Akita E M, Nakai S
Department of Food Science, University of British Columbia, Vancouver, Canada.
J Immunol Methods. 1993 Apr 2;160(2):207-14. doi: 10.1016/0022-1759(93)90179-b.
The importance of eggs as a source of specific antibodies is well recognized. Egg yolk contains 8-20 mg of immunoglobulins (IgY) per ml. However, the major problem in isolation is removal of lipids which are present in high concentrations. A method had been developed by employing water dilution to separate the yolk plasma proteins from the granules and lipids.

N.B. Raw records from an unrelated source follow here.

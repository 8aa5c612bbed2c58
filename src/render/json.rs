//! JSON renderer — structured output for tooling integration.
//!
//! Serializes the Page model directly; every HTML field is included as a
//! string so another front end can place it.

use crate::fields::Page;
use crate::render::Renderer;
use anyhow::{Context, Result};

pub struct JsonRenderer;

impl Renderer for JsonRenderer {
    fn render(&self, page: &Page) -> Result<String> {
        let mut out = serde_json::to_string_pretty(page)
            .with_context(|| format!("serializing page for {}", page.name))?;
        out.push('\n');
        Ok(out)
    }

    fn file_extension(&self) -> &str {
        "json"
    }
}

Further purification of IgY from plasma proteins was achieved by a protocol involving salt precipitation and ultrafiltration. The water dilution method (WD) was compared with three other methods, namely, polyethylene glycol (PEG), dextran sulphate (DS) and xanthan gum (Xan) in terms of yield, purity, ease of use, potential scaling up and immunoactivity of IgY. The WD method gave the highest yield, followed by DS, Xan and PEG methods in that order. 9.8 mg IgY/ml egg yolk was routinely obtained from the WD method compared to 4.9 mg IgY/ml egg yolk with the popular PEG method with purities of 94% and 89% respectively. Purification methods had no adverse effect on the immunoactivities of IgY. WD was also found superior in terms of ease of use and large scale production of IgY. WD method therefore provides a simple, rapid and efficient means of purifying IgY with high activity.

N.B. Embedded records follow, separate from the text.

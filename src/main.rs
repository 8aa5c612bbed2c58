//! refdoc — render API reference pages from a parsed docblock catalog.
//!
//! Two subcommands:
//!
//! - **render**: `refdoc render -o site catalog.json` writes one page per
//!   published entry to `site/<kind plural>/<name>.<ext>`
//! - **format**: `refdoc format summary < text` runs a single formatter on
//!   stdin, for checking how a docblock will come out

use anyhow::{bail, Context, Result};
use clap::{Args, Parser, Subcommand, ValueEnum};
use refdoc::escape::sanitize_key;
use refdoc::render;
use refdoc::{Config, MemoryRepository, Page, Resolver, SourceReader};
use std::collections::HashSet;
use std::fs;
use std::io::{self, Read};
use std::path::{Path, PathBuf};
use tracing_subscriber::EnvFilter;

#[derive(Parser)]
#[command(
    name = "refdoc",
    about = "Render API reference pages from parsed docblocks"
)]
struct Cli {
    #[command(subcommand)]
    command: Command,
}

#[derive(Subcommand)]
enum Command {
    /// Render reference pages for every published entry
    Render(RenderArgs),
    /// Format text from stdin and write the result to stdout
    Format(FormatArgs),
}

/// Site settings shared by every subcommand.
#[derive(Args)]
struct SiteArgs {
    /// TOML config file
    #[arg(short = 'c', long)]
    config: Option<PathBuf>,

    /// Override the site root URL
    #[arg(long)]
    home_url: Option<String>,

    /// Do not put URLs under `reference/`
    #[arg(long)]
    no_prefix: bool,

    /// Link functions and hooks without checking the catalog
    #[arg(long)]
    lenient_links: bool,
}

#[derive(Args)]
struct RenderArgs {
    /// Catalog files, directories of *.json files, or glob patterns
    #[arg(required = true)]
    catalogs: Vec<String>,

    /// Output directory
    #[arg(short = 'o', long)]
    output: PathBuf,

    /// Output format: html (default), json
    #[arg(short = 'f', long, default_value = "html")]
    format: String,

    /// Only render entries with this name. Can be specified multiple times.
    #[arg(long)]
    only: Vec<String>,

    #[command(flatten)]
    site: SiteArgs,
}

#[derive(Args)]
struct FormatArgs {
    /// Which formatter to run
    #[arg(value_enum)]
    kind: FormatKind,

    /// Catalogs used to resolve references
    #[arg(long)]
    catalog: Vec<String>,

    #[command(flatten)]
    site: SiteArgs,
}

#[derive(Clone, Copy, ValueEnum)]
enum FormatKind {
    /// Excerpt formatting
    Summary,
    /// Parameter description, including references and hash notation
    Param,
    /// Only `{@link}` / `{@see}` references
    Links,
}

fn main() -> Result<()> {
    init_logging();
    let cli = Cli::parse();

    match cli.command {
        Command::Render(args) => render_mode(&args),
        Command::Format(args) => format_mode(&args),
    }
}

/// Log to stderr; `REFDOC_LOG` takes an EnvFilter directive, default `warn`.
fn init_logging() {
    let filter = EnvFilter::try_from_env("REFDOC_LOG").unwrap_or_else(|_| EnvFilter::new("warn"));
    let _ = tracing_subscriber::fmt()
        .with_env_filter(filter)
        .with_writer(io::stderr)
        .try_init();
}

fn load_config(site: &SiteArgs) -> Result<Config> {
    let mut config = match site.config {
        Some(ref path) => Config::load(path)
            .with_context(|| format!("failed to load config: {}", path.display()))?,
        None => Config::default(),
    };
    if let Some(ref url) = site.home_url {
        config.home_url = url.trim_end_matches('/').to_string();
    }
    if site.no_prefix {
        config.use_prefix = false;
    }
    if site.lenient_links {
        config.strict_links = false;
    }
    Ok(config)
}

/// Load every catalog into one repository. Unreadable or invalid catalogs
/// are skipped with a warning.
fn load_catalogs(patterns: &[String]) -> Result<MemoryRepository> {
    let mut repo = MemoryRepository::new();
    for path in expand_globs(patterns)? {
        if let Err(e) = repo.load_file(&path) {
            tracing::warn!(path = %path.display(), error = %e, "skipping catalog");
        }
    }
    if let Err(e) = repo.validate() {
        tracing::warn!(error = %e, "catalog is inconsistent");
    }
    Ok(repo)
}

/// render mode: one page per published entry, written under the output directory.
fn render_mode(args: &RenderArgs) -> Result<()> {
    let config = load_config(&args.site)?;
    let repo = load_catalogs(&args.catalogs)?;
    if repo.is_empty() {
        bail!("no entries loaded from {}", args.catalogs.join(", "));
    }

    let renderer = render::create_renderer(&args.format)?;
    let ext = renderer.file_extension();
    let sources = SourceReader::new(config.source.root_dir.clone());
    let ctx = refdoc::Context::new(&repo, &config, &sources);

    let mut written = 0;
    let mut taken = HashSet::new();
    for entry in repo.entries() {
        if !entry.is_published() {
            continue;
        }
        if !args.only.is_empty() && !args.only.iter().any(|n| *n == entry.name || *n == entry.title) {
            continue;
        }

        let page = Page::build(entry, &ctx);
        let output = renderer
            .render(&page)
            .with_context(|| format!("failed to render {}", entry.name))?;

        let dir = args.output.join(entry.kind.archive_slug());
        fs::create_dir_all(&dir)
            .with_context(|| format!("failed to create output directory: {}", dir.display()))?;
        let file_name = unique_output_name(&mut taken, entry.kind.archive_slug(), &entry.name, entry.id.0);
        let out_path = dir.join(format!("{}.{}", file_name, ext));
        fs::write(&out_path, &output)
            .with_context(|| format!("failed to write {}", out_path.display()))?;
        written += 1;
    }

    if written == 0 && !args.only.is_empty() {
        bail!("no published entry named {}", args.only.join(", "));
    }
    tracing::info!(pages = written, output = %args.output.display(), "rendered");
    Ok(())
}

/// format mode: read stdin, run one formatter, write stdout.
fn format_mode(args: &FormatArgs) -> Result<()> {
    let config = load_config(&args.site)?;
    let repo = load_catalogs(&args.catalog)?;
    let resolver = Resolver::new(&repo, &config);

    let mut input = String::new();
    io::stdin()
        .read_to_string(&mut input)
        .context("failed to read stdin")?;
    let input = input.trim_end_matches(['\n', '\r']);

    let output = match args.kind {
        FormatKind::Summary => refdoc::format_summary(input),
        FormatKind::Param => refdoc::format_param_description(input, &resolver),
        FormatKind::Links => refdoc::make_doclinks_clickable(input, &resolver),
    };
    println!("{}", output);
    Ok(())
}

/// File extension of catalog files found in directories.
const CATALOG_EXTENSION: &str = "json";

/// Expand glob patterns into a list of real file paths.
/// Also handles bare directory paths by scanning for catalog files.
fn expand_globs(patterns: &[String]) -> Result<Vec<PathBuf>> {
    let mut files = Vec::new();
    for pattern in patterns {
        let path = Path::new(pattern);
        if path.is_file() {
            files.push(path.to_path_buf());
            continue;
        }
        // Directories are scanned for catalogs (non-recursive)
        if path.is_dir() {
            let entries = fs::read_dir(path)
                .with_context(|| format!("failed to read directory: {}", path.display()))?;
            for entry in entries.flatten() {
                let p = entry.path();
                if p.is_file() && p.extension().and_then(|e| e.to_str()) == Some(CATALOG_EXTENSION) {
                    files.push(p);
                }
            }
            continue;
        }
        let matches: Vec<_> = glob::glob(pattern)
            .with_context(|| format!("invalid glob pattern: {}", pattern))?
            .filter_map(|r| r.ok())
            .filter(|p| p.is_file())
            .collect();
        if matches.is_empty() {
            tracing::warn!(pattern = %pattern, "no files matched");
        }
        files.extend(matches);
    }
    // Sort for deterministic output
    files.sort();
    files.dedup();
    Ok(files)
}

/// File name (without extension) for an entry's page.
/// "WP_Query-get_posts" → "wp_query-get_posts"; falls back to the id.
fn output_name(name: &str, id: u64) -> String {
    let key = sanitize_key(name);
    if key.is_empty() {
        id.to_string()
    } else {
        key
    }
}

/// [`output_name`], unless another entry of the same archive already took
/// it in this run; then the entry id.
fn unique_output_name(taken: &mut HashSet<(String, String)>, archive: &str, name: &str, id: u64) -> String {
    let preferred = output_name(name, id);
    if taken.insert((archive.to_string(), preferred.clone())) {
        return preferred;
    }
    tracing::warn!(name, id, file = %preferred, "output name already used, writing by id");
    let fallback = id.to_string();
    taken.insert((archive.to_string(), fallback.clone()));
    fallback
}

鸡蛋作为特定抗体来源的重要性已得到充分认可。蛋黄中每毫升含有8 - 20毫克免疫球蛋白(IgY)。然而,分离过程中的主要问题是去除高浓度存在的脂质。已开发出一种通过用水稀释将卵黄血浆蛋白与颗粒和脂质分离的方法。通过涉及盐沉淀和超滤的方案实现了从血浆蛋白中进一步纯化IgY。就IgY的产量、纯度、易用性、潜在放大规模和免疫活性而言,将水稀释法(WD)与其他三种方法,即聚乙二醇(PEG)、硫酸葡聚糖(DS)和黄原胶(Xan)进行了比较。WD法产量最高,其次依次是DS法、Xan法和PEG法。与常用的PEG法相比,WD法常规可从蛋黄中获得9.8毫克IgY/毫升,而PEG法为4.9毫克IgY/毫升,纯度分别为94%和89%。纯化方法对IgY的免疫活性没有不利影响。在IgY的易用性和大规模生产方面,WD法也被认为更具优势。因此,WD法提供了一种简单、快速且高效的高活性IgY纯化方法。